Start of Block
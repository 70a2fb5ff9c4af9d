//! I/O module
//!
//! Handles CSV parsing and output.
//!
//! # Components
//!
//! - `csv_format` - CSV format handling (record conversion, boleto serialization)
//! - `sync_reader` - Synchronous CSV reader with iterator interface
//! - `async_reader` - Asynchronous CSV reader with batch reading interface

pub mod async_reader;
pub mod csv_format;
pub mod sync_reader;

pub use async_reader::AsyncReader;
pub use csv_format::{convert_csv_record, write_boletos_csv, CsvRecord, InputRecord, OutputRecord};
pub use sync_reader::SyncReader;
//! Barcode and digitable line composition
//!
//! This part is bank agnostic. Given a free field from a bank strategy it
//! assembles the 44 digit barcode and renders the digitable line:
//!
//! ```text
//! barcode:  BBB C D FFFF VVVVVVVVVV LLLLLLLLLLLLLLLLLLLLLLLLL
//!           bank, currency, check digit, due-date factor, amount, free field
//!
//! line:     BBBCL.LLLLx LLLLL.LLLLLy LLLLL.LLLLLz D FFFFVVVVVVVVVV
//! ```
//!
//! `x`, `y` and `z` are mod-10 check digits of their blocks and `D` is the
//! barcode check digit.

use super::checksum::{mod10, mod10_verify, mod11, BARCODE};
use super::due_date::due_date_factor;
use super::format::zero_fill;
use crate::types::{
    Barcode, BoletoError, DigitableLine, FreeField, InputProblem, PaymentRecord, BARCODE_LEN,
};

/// Width of the amount field in centavos
const AMOUNT_WIDTH: usize = 10;

/// Number of digits in a digitable line (44 + three block check digits)
const LINE_DIGITS: usize = 47;

/// Overall check digit over the 43 barcode digits that exclude position 5
pub fn barcode_check_digit(digits: &str) -> u8 {
    mod11(digits, 9).digit(&BARCODE)
}

/// Assemble the 44 digit barcode for `record` around `free_field`
///
/// # Errors
///
/// - `InvalidInput` if the due date or amount is missing, the due date is
///   before the factor epoch, or the amount does not fit 10 digits
pub fn compose_barcode(
    record: &PaymentRecord,
    free_field: &FreeField,
) -> Result<Barcode, BoletoError> {
    let bank = record.bank();

    let due_date = record
        .due_date()
        .ok_or_else(|| BoletoError::missing(bank, "due_date"))?;
    let factor = due_date_factor(due_date).ok_or_else(|| BoletoError::InvalidInput {
        bank,
        field: "due_date",
        problem: InputProblem::BeforeEpoch { date: due_date },
    })?;

    let amount = record
        .amount()
        .ok_or_else(|| BoletoError::missing(bank, "amount"))?;
    let amount = zero_fill(amount.cents(), AMOUNT_WIDTH)
        .map_err(|e| BoletoError::too_wide(bank, "amount", e.width, e.actual))?;

    let prefix = format!("{}{}", bank.code(), record.currency().code());
    let rest = format!("{}{}{}", factor, amount, free_field.as_str());
    let check = barcode_check_digit(&format!("{}{}", prefix, rest));

    let digits = format!("{}{}{}", prefix, check, rest);
    if digits.len() != BARCODE_LEN {
        return Err(BoletoError::encoding_invariant(
            bank,
            "barcode",
            BARCODE_LEN,
            digits.len(),
        ));
    }
    Ok(Barcode::from_digits(digits))
}

/// Append the block's mod-10 digit and insert the dot after the fifth character
pub(crate) fn check_block(block: &str) -> String {
    let mut out = String::with_capacity(block.len() + 2);
    out.push_str(&block[..5]);
    out.push('.');
    out.push_str(&block[5..]);
    out.push(char::from(b'0' + mod10(block)));
    out
}

/// Render the digitable line of `barcode`
pub fn digitable_line(barcode: &Barcode) -> DigitableLine {
    let digits = barcode.as_str();
    let free_field = barcode.free_field();

    let block_a = format!("{}{}", &digits[0..4], &free_field[0..5]);
    let block_b = &free_field[5..15];
    let block_c = &free_field[15..25];

    DigitableLine::from_formatted(format!(
        "{} {} {} {} {}",
        check_block(&block_a),
        check_block(block_b),
        check_block(block_c),
        barcode.check_digit(),
        &digits[5..19]
    ))
}

impl Barcode {
    /// Whether position 5 is the correct check digit for the other 43 digits
    pub fn verify(&self) -> bool {
        let digits = self.as_str();
        let body = format!("{}{}", &digits[0..4], &digits[5..]);
        char::from(b'0' + barcode_check_digit(&body)) == self.check_digit()
    }
}

impl DigitableLine {
    /// Rebuild the barcode this line was rendered from
    ///
    /// Punctuation and whitespace are ignored. The three block check digits
    /// and the overall barcode check digit are all verified.
    pub fn parse_barcode(line: &str) -> Result<Barcode, BoletoError> {
        let digits: String = line.chars().filter(|c| c.is_ascii_digit()).collect();
        if line
            .chars()
            .any(|c| !(c.is_ascii_digit() || c == '.' || c.is_whitespace()))
        {
            return Err(BoletoError::invalid_digitable_line(
                line,
                "unexpected character",
            ));
        }
        if digits.len() != LINE_DIGITS {
            return Err(BoletoError::invalid_digitable_line(
                line,
                &format!("expected {} digits, found {}", LINE_DIGITS, digits.len()),
            ));
        }

        let blocks = [(&digits[0..10], "A"), (&digits[10..21], "B"), (&digits[21..32], "C")];
        for (block, name) in blocks {
            if !mod10_verify(block) {
                return Err(BoletoError::invalid_digitable_line(
                    line,
                    &format!("check digit of block {} does not match", name),
                ));
            }
        }

        let barcode = Barcode::from_digits(format!(
            "{}{}{}{}{}{}",
            &digits[0..4],
            &digits[32..33],
            &digits[33..47],
            &digits[4..9],
            &digits[10..20],
            &digits[21..31]
        ));
        if !barcode.verify() {
            return Err(BoletoError::invalid_digitable_line(
                line,
                "barcode check digit does not match",
            ));
        }
        Ok(barcode)
    }

    /// Rebuild the barcode this line was rendered from
    pub fn to_barcode(&self) -> Result<Barcode, BoletoError> {
        Self::parse_barcode(self.as_str())
    }
}
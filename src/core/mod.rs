//! Core encoding engine
//!
//! This module contains the boleto encoding components:
//! - `checksum` - Mod-10 and mod-11 primitives and remainder tables
//! - `format` - Fixed-width zero fill
//! - `due_date` - Due-date factor and bank date encodings
//! - `composer` - Bank agnostic barcode and digitable line assembly
//! - `traits` - The per-bank strategy abstraction
//! - `banks` - One strategy per supported bank
//! - `generator` - Public operations over a payment record

pub mod banks;
pub mod checksum;
pub mod composer;
pub mod due_date;
pub mod format;
pub mod generator;
pub mod traits;

pub use banks::strategy_for;
pub use generator::{
    compute_barcode, compute_control_number, compute_digitable_line, compute_free_field, generate,
};
pub use traits::BankStrategy;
End of Block
## Work task:
Would you print exactly, and only, the lines of the data above from the line with "let amount = zero_fill(amount.cents(), AMOUNT_WIDTH)" through the line with "factor, amount, free_field.as_str());", inclusive?

## Problem solution:
    let amount = zero_fill(amount.cents(), AMOUNT_WIDTH)
        .map_err(|e| BoletoError::too_wide(bank, "amount", e.width, e.actual))?;

    let prefix = format!("{}{}", bank.code(), record.currency().code());
    let rest = format!("{}{}{}", factor, amount, free_field.as_str());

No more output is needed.